Running with the purple and gold theme, I made up a few more eggs and painted them blue, graduating to white at the bottom. Then came the white vine squiggles, with round balls on the ends of white flicks.
Finally, the balls were filled with white, gold and rose gold, just to mix things up again. Gloss up with several coats of polyurethane and we’re ready for Easter.
There are two big rules that go with making Easter Eggs.
Always make more eggs than you will need and
Never let little boys with curious fingers anywhere near your eggs otherwise:
This guy was only three coats of gloss away from finished! Oh, the humanity!

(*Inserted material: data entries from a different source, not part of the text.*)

use anyhow::Result;
use clap::{Parser, Subcommand};
use std::path::PathBuf;
use tracing::Level;
use tracing_subscriber::EnvFilter;

mod commands;

#[derive(Parser)]
#[command(name = "siteline")]
#[command(about = "Siteline CLI - record submissions and events, deliver them in batches", long_about = None)]
struct Cli {
    /// Configuration file (default: ~/.config/siteline/config.toml)
    #[arg(long, global = true)]
    config: Option<PathBuf>,

    /// Store directory (default: ~/.local/share/siteline/store)
    #[arg(long, global = true)]
    store_dir: Option<PathBuf>,

    /// Page records are attributed to: a page id or a URL path such as /contact.html
    #[arg(long, global = true, default_value = "unknown")]
    page: String,

    /// Accept every send locally instead of contacting the collector
    #[arg(long, global = true)]
    dry_run: bool,

    /// Log at debug level
    #[arg(short, long, global = true)]
    verbose: bool,

    #[command(subcommand)]
    command: Commands,
}

#[derive(Subcommand)]
enum Commands {
    /// Record a form submission (relayed immediately when delivery is enabled)
    Submit {
        /// Form field as key=value (repeatable)
        #[arg(short, long = "field", value_parser = commands::parse_field)]
        fields: Vec<(String, String)>,
    },
    /// Record an analytics event
    Track {
        /// Category such as page_views, interactions or errors
        category: String,
        /// Event type stored on the record
        event_type: String,
        /// Event field as key=value (repeatable)
        #[arg(short, long = "field", value_parser = commands::parse_field)]
        fields: Vec<(String, String)>,
    },
    /// Send the submission backlog now
    Flush,
    /// Show the persisted state
    Status {
        /// Print JSON instead of text
        #[arg(long)]
        json: bool,
    },
    /// Start a session with background batching until Ctrl-C
    Run {
        /// Stop after this many seconds
        #[arg(long)]
        duration_secs: Option<u64>,
    },
    /// Delete everything in the store (backlog, analytics, sessions, watermark)
    Purge,
}

#[tokio::main]
async fn main() -> Result<()> {
    let cli = Cli::parse();

    let level = if cli.verbose { Level::DEBUG } else { Level::WARN };
    tracing_subscriber::fmt()
        .with_env_filter(EnvFilter::from_default_env().add_directive(level.into()))
        .with_writer(std::io::stderr)
        .init();

    let page = commands::page_arg(&cli.page);
    let siteline = commands::context::build(commands::context::ContextOptions {
        config: cli.config,
        store_dir: cli.store_dir,
        page: page.clone(),
        dry_run: cli.dry_run,
    })?;

    match cli.command {
        Commands::Submit { fields } => commands::record::submit(&siteline, page, fields).await?,
        Commands::Track {
            category,
            event_type,
            fields,
        } => commands::record::track(&siteline, &category, &event_type, fields).await?,
        Commands::Flush => commands::flush::run(&siteline).await?,
        Commands::Status { json } => commands::status::show(&siteline, json)?,
        Commands::Run { duration_secs } => commands::run::run(&siteline, duration_secs).await?,
        Commands::Purge => commands::purge::run(&siteline),
    }

    Ok(())
}
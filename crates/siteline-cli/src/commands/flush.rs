use anyhow::{Result, bail};
use colored::Colorize;
use siteline_application::{FlushOutcome, Siteline};

pub async fn run(siteline: &Siteline) -> Result<()> {
    match siteline.flush_now().await {
        FlushOutcome::Sent { batch_id, count } => {
            println!(
                "{}",
                format!("Delivered {} submissions in batch {}", count, batch_id).green()
            );
        }
        FlushOutcome::Empty => println!("{}", "Nothing to send".bright_black()),
        FlushOutcome::Disabled => {
            println!(
                "{}",
                "Batch delivery is disabled (external_submission_enabled / batch_url)".yellow()
            );
        }
        FlushOutcome::Failed {
            batch_id,
            count,
            error,
        } => {
            bail!(
                "Batch {} ({} submissions) failed: {}; the backlog is kept",
                batch_id,
                count,
                error
            );
        }
        other => println!("{}", format!("{:?}", other).yellow()),
    }
    Ok(())
}
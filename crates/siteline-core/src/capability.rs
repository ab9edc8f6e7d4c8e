//! Host capability abstraction.
//!
//! The instrumentation layer never probes its host directly. Everything it
//! needs to know about the surrounding environment (navigation context,
//! performance timings) comes through a [`CapabilityProvider`] injected at
//! construction. Hosts without a given capability return `None` and the
//! dependent feature is skipped.

use crate::record::PageId;
use serde::{Deserialize, Serialize};

/// Navigation context captured at session start and attached to analytics
/// payloads.
#[derive(Debug, Clone, Default, PartialEq, Serialize, Deserialize)]
pub struct EnvironmentSnapshot {
    pub user_agent: String,
    /// `"{width}x{height}"` of the physical screen
    pub screen_size: String,
    /// `"{width}x{height}"` of the viewport
    pub viewport: String,
    pub referrer: String,
    pub page: PageId,
    pub language: String,
    pub timezone: String,
}

/// Page load metrics, in milliseconds except for layout shift.
#[derive(Debug, Clone, Default, PartialEq, Serialize, Deserialize)]
pub struct PerformanceTimings {
    pub page_load_ms: Option<f64>,
    pub first_contentful_paint_ms: Option<f64>,
    pub largest_contentful_paint_ms: Option<f64>,
    pub first_input_delay_ms: Option<f64>,
    pub cumulative_layout_shift: Option<f64>,
}

/// Source of host-provided context.
pub trait CapabilityProvider: Send + Sync {
    /// Snapshot of the current navigation context.
    fn environment(&self) -> EnvironmentSnapshot;

    /// Performance timings, or `None` when the host cannot observe them.
    fn performance(&self) -> Option<PerformanceTimings>;
}

/// Provider for hosts with no capabilities at all.
pub struct NoopCapabilities;

impl CapabilityProvider for NoopCapabilities {
    fn environment(&self) -> EnvironmentSnapshot {
        EnvironmentSnapshot::default()
    }

    fn performance(&self) -> Option<PerformanceTimings> {
        None
    }
}

/// Provider returning fixed values.
#[derive(Debug, Clone, Default)]
pub struct StaticCapabilities {
    environment: EnvironmentSnapshot,
    performance: Option<PerformanceTimings>,
}

impl StaticCapabilities {
    pub fn new(environment: EnvironmentSnapshot) -> Self {
        Self {
            environment,
            performance: None,
        }
    }

    pub fn with_performance(mut self, timings: PerformanceTimings) -> Self {
        self.performance = Some(timings);
        self
    }
}

impl CapabilityProvider for StaticCapabilities {
    fn environment(&self) -> EnvironmentSnapshot {
        self.environment.clone()
    }

    fn performance(&self) -> Option<PerformanceTimings> {
        self.performance.clone()
    }
}
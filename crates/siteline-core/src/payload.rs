//! Wire payloads sent to the remote collector.

use crate::capability::EnvironmentSnapshot;
use crate::record::Record;
use serde::{Deserialize, Serialize};

/// Body of the immediate single-send POST.
#[derive(Debug, Clone, Serialize, Deserialize)]
pub struct SingleSubmitPayload {
    #[serde(rename = "type")]
    pub kind: String,
    pub submission: Record,
}

impl SingleSubmitPayload {
    pub fn new(submission: Record) -> Self {
        Self {
            kind: "single_submit".to_string(),
            submission,
        }
    }
}

/// Body of the batch POST.
#[derive(Debug, Clone, Serialize, Deserialize)]
pub struct BatchSubmitPayload {
    #[serde(rename = "type")]
    pub kind: String,
    /// Stable across retries of the same backlog so a receiver can deduplicate
    pub batch_id: String,
    pub site: String,
    /// ISO-8601
    pub sent_at: String,
    pub submissions: Vec<Record>,
}

impl BatchSubmitPayload {
    pub fn new(
        batch_id: impl Into<String>,
        site: impl Into<String>,
        sent_at: impl Into<String>,
        submissions: Vec<Record>,
    ) -> Self {
        Self {
            kind: "batch_submit".to_string(),
            batch_id: batch_id.into(),
            site: site.into(),
            sent_at: sent_at.into(),
            submissions,
        }
    }
}

/// Body of the per-event analytics POST.
#[derive(Debug, Clone, Serialize, Deserialize)]
pub struct AnalyticsPayload {
    pub event_type: String,
    pub session_id: String,
    pub page: String,
    pub user_agent: String,
    pub screen_size: String,
    pub referrer: String,
    pub event_data: serde_json::Value,
    pub timestamp: String,
}

impl AnalyticsPayload {
    pub fn from_record(record: &Record, environment: &EnvironmentSnapshot) -> Self {
        Self {
            event_type: record.event_type().to_string(),
            session_id: record.session_id().to_string(),
            page: record.page().to_string(),
            user_agent: environment.user_agent.clone(),
            screen_size: environment.screen_size.clone(),
            referrer: environment.referrer.clone(),
            event_data: serde_json::to_value(record.data()).unwrap_or_default(),
            timestamp: record.timestamp().to_string(),
        }
    }
}

/// Marker persisted under `pending_batch` while a batch POST is in flight.
#[derive(Debug, Clone, PartialEq, Serialize, Deserialize)]
pub struct PendingBatch {
    pub batch_id: String,
    pub record_ids: Vec<String>,
    /// Epoch millis
    pub started_at: i64,
}

/// Reply from the remote collector: `{success, message|error, timestamp}`.
#[derive(Debug, Clone, Default, PartialEq, Serialize, Deserialize)]
pub struct CollectorResponse {
    #[serde(default)]
    pub success: bool,
    #[serde(default)]
    pub message: Option<String>,
    #[serde(default)]
    pub error: Option<String>,
    #[serde(default)]
    pub timestamp: Option<String>,
}
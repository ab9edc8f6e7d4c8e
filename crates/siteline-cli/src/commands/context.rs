use anyhow::{Context, Result};
use siteline_application::Siteline;
use siteline_core::capability::{EnvironmentSnapshot, StaticCapabilities};
use siteline_core::delivery::{NoOpTransport, Transport};
use siteline_core::record::PageId;
use siteline_infrastructure::{ConfigService, FileBackend, SitelinePaths};
use siteline_interaction::HttpTransport;
use std::path::PathBuf;
use std::sync::Arc;

pub struct ContextOptions {
    pub config: Option<PathBuf>,
    pub store_dir: Option<PathBuf>,
    pub page: PageId,
    pub dry_run: bool,
}

/// Builds a context over the on-disk store.
///
/// `SITELINE_API_KEY`, when set, is sent as a bearer token.
pub fn build(options: ContextOptions) -> Result<Siteline> {
    let config = ConfigService::new(options.config)
        .load()
        .context("Failed to load configuration")?;

    let store_dir = match options.store_dir {
        Some(dir) => dir,
        None => SitelinePaths::store_dir()?,
    };
    let backend = FileBackend::new(&store_dir)
        .with_context(|| format!("Failed to open store at {}", store_dir.display()))?;
    tracing::debug!("[CLI] Using store at {}", store_dir.display());

    let transport: Arc<dyn Transport> = if options.dry_run {
        tracing::info!("[CLI] Dry run: sends are accepted locally");
        Arc::new(NoOpTransport)
    } else {
        Arc::new(HttpTransport::new().with_api_key(std::env::var("SITELINE_API_KEY").ok()))
    };

    Siteline::builder(config)
        .backend(Arc::new(backend))
        .transport(transport)
        .capabilities(Arc::new(StaticCapabilities::new(cli_environment(
            options.page,
        ))))
        .build()
        .context("Invalid configuration")
}

/// What the CLI reports about itself in place of a browser.
pub fn cli_environment(page: PageId) -> EnvironmentSnapshot {
    EnvironmentSnapshot {
        user_agent: format!("siteline-cli/{}", env!("CARGO_PKG_VERSION")),
        page,
        language: std::env::var("LANG").unwrap_or_default(),
        timezone: chrono::Local::now().format("%:z").to_string(),
        ..Default::default()
    }
}
//! Session domain model.

use crate::capability::EnvironmentSnapshot;
use chrono::{DateTime, Utc};
use rand::Rng;
use serde::{Deserialize, Serialize};
use strum::Display;

/// Lifecycle state of the process-wide session.
///
/// Transitions are one-way: `Uninitialized -> Active -> Ended`. A new session
/// requires a new context.
#[derive(Debug, Clone, Copy, PartialEq, Eq, Display, Serialize, Deserialize)]
#[strum(serialize_all = "snake_case")]
#[serde(rename_all = "snake_case")]
pub enum SessionState {
    Uninitialized,
    Active,
    Ended,
}

/// A visitor session.
///
/// Persisted under `current_session` while active and appended to
/// `completed_sessions` once ended.
#[derive(Debug, Clone, PartialEq, Serialize, Deserialize)]
pub struct Session {
    /// `"{epoch_millis}-{9 random base36 chars}"`
    pub id: String,
    pub started_at: DateTime<Utc>,
    #[serde(default)]
    pub ended_at: Option<DateTime<Utc>>,
    /// Set together with `ended_at`
    #[serde(default)]
    pub duration_ms: Option<i64>,
    pub environment: EnvironmentSnapshot,
}

impl Session {
    /// Starts a new session at `now`.
    pub fn start(now: DateTime<Utc>, environment: EnvironmentSnapshot) -> Self {
        Self {
            id: generate_session_id(now),
            started_at: now,
            ended_at: None,
            duration_ms: None,
            environment,
        }
    }

    pub fn is_active(&self) -> bool {
        self.ended_at.is_none()
    }

    /// Closes the session at `now`, returning the ended copy.
    ///
    /// Duration is clamped at zero if the clock went backwards.
    pub fn ended(&self, now: DateTime<Utc>) -> Self {
        let duration = (now - self.started_at).num_milliseconds().max(0);
        Self {
            ended_at: Some(now),
            duration_ms: Some(duration),
            ..self.clone()
        }
    }
}

const BASE36: &[u8] = b"0123456789abcdefghijklmnopqrstuvwxyz";

/// Generates a time + random composite session id.
pub fn generate_session_id(now: DateTime<Utc>) -> String {
    let mut rng = rand::thread_rng();
    let suffix: String = (0..9)
        .map(|_| BASE36[rng.gen_range(0..BASE36.len())] as char)
        .collect();
    format!("{}-{}", now.timestamp_millis(), suffix)
}
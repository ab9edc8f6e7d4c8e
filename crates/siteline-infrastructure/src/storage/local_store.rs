//! Key-prefixed JSON store with a size-bounded write path.
//!
//! `LocalStore` is the only owner of persisted state. Its public operations
//! never fail: serialization errors, quota refusals and backend faults are
//! logged and the call degrades to a no-op (writes) or to the absent sentinel
//! (reads). The `try_*` variants expose the underlying `Result` for callers
//! that want to act on a failure.

use serde::{Serialize, de::DeserializeOwned};
use siteline_core::error::{Result, SitelineError};
use siteline_core::storage::StorageBackend;
use std::sync::Arc;

#[derive(Clone)]
pub struct LocalStore {
    backend: Arc<dyn StorageBackend>,
    prefix: String,
    max_value_bytes: usize,
}

impl LocalStore {
    /// Creates a store over `backend`.
    ///
    /// # Arguments
    ///
    /// * `backend` - Raw key/value persistence
    /// * `prefix` - Prepended to every key before it reaches the backend
    /// * `max_value_bytes` - Largest serialized value a `put` accepts
    pub fn new(
        backend: Arc<dyn StorageBackend>,
        prefix: impl Into<String>,
        max_value_bytes: usize,
    ) -> Self {
        Self {
            backend,
            prefix: prefix.into(),
            max_value_bytes,
        }
    }

    pub fn prefix(&self) -> &str {
        &self.prefix
    }

    fn full_key(&self, key: &str) -> String {
        format!("{}{}", self.prefix, key)
    }

    /// Reads and deserializes `key`.
    ///
    /// Returns `None` when the key is missing or its content does not parse
    /// as `T`.
    pub fn get<T: DeserializeOwned>(&self, key: &str) -> Option<T> {
        match self.try_get(key) {
            Ok(value) => value,
            Err(e) => {
                tracing::warn!("[LocalStore] Failed to read '{}': {}", key, e);
                None
            }
        }
    }

    /// Like [`get`](Self::get) but falls back to `T::default()`.
    pub fn get_or_default<T: DeserializeOwned + Default>(&self, key: &str) -> T {
        self.get(key).unwrap_or_default()
    }

    /// Serializes `value` and stores it under `key`.
    ///
    /// Returns whether the value was persisted.
    pub fn put<T: Serialize + ?Sized>(&self, key: &str, value: &T) -> bool {
        match self.try_put(key, value) {
            Ok(()) => true,
            Err(e) => {
                tracing::warn!("[LocalStore] Failed to write '{}': {}", key, e);
                false
            }
        }
    }

    /// Removes `key`. Returns whether the backend confirmed the removal.
    pub fn remove(&self, key: &str) -> bool {
        match self.backend.remove(&self.full_key(key)) {
            Ok(()) => true,
            Err(e) => {
                tracing::warn!("[LocalStore] Failed to remove '{}': {}", key, e);
                false
            }
        }
    }

    /// Lists stored keys (without prefix).
    pub fn keys(&self) -> Vec<String> {
        match self.backend.keys(&self.prefix) {
            Ok(keys) => keys
                .into_iter()
                .filter_map(|k| k.strip_prefix(&self.prefix).map(str::to_string))
                .collect(),
            Err(e) => {
                tracing::warn!("[LocalStore] Failed to list keys: {}", e);
                Vec::new()
            }
        }
    }

    /// Removes every key under this store's prefix and returns how many went.
    pub fn clear(&self) -> usize {
        self.keys().iter().filter(|key| self.remove(key)).count()
    }

    pub fn try_get<T: DeserializeOwned>(&self, key: &str) -> Result<Option<T>> {
        let Some(raw) = self.backend.read(&self.full_key(key))? else {
            return Ok(None);
        };
        Ok(Some(serde_json::from_str(&raw)?))
    }

    pub fn try_put<T: Serialize + ?Sized>(&self, key: &str, value: &T) -> Result<()> {
        let json = serde_json::to_string(value)?;
        if json.len() > self.max_value_bytes {
            return Err(SitelineError::QuotaExceeded {
                key: key.to_string(),
                size: json.len(),
                limit: self.max_value_bytes,
            });
        }
        self.backend.write(&self.full_key(key), &json)
    }
}
pub mod config_service;
pub mod paths;
pub mod storage;

pub use crate::config_service::ConfigService;
pub use crate::paths::SitelinePaths;
pub use crate::storage::{FileBackend, LocalStore, MemoryBackend};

Easter caught me by surprise this year. Had grand plans to have everything prepped and ready, then I looked down for a second. Boom! It’s the 21st of March. How did that happen without anyone noticing?
The theme this year: Colours. Purple and gold, white and black. I also made some blue eggs, just to mix it up a little. There are a few ‘experimental’ designs, good to keep in the back of my mind for another time. I settled on the white, organic lines with gold bubble-fruit.
And, because it’s Easter, I’ve also made a couple of Golgotha eggs. It’s a sunset scene, with the hillock and the three crosses set against the outskirts of the City. There’s a bit of gold mixed in the sky there, doesn’t come up in the photo too well.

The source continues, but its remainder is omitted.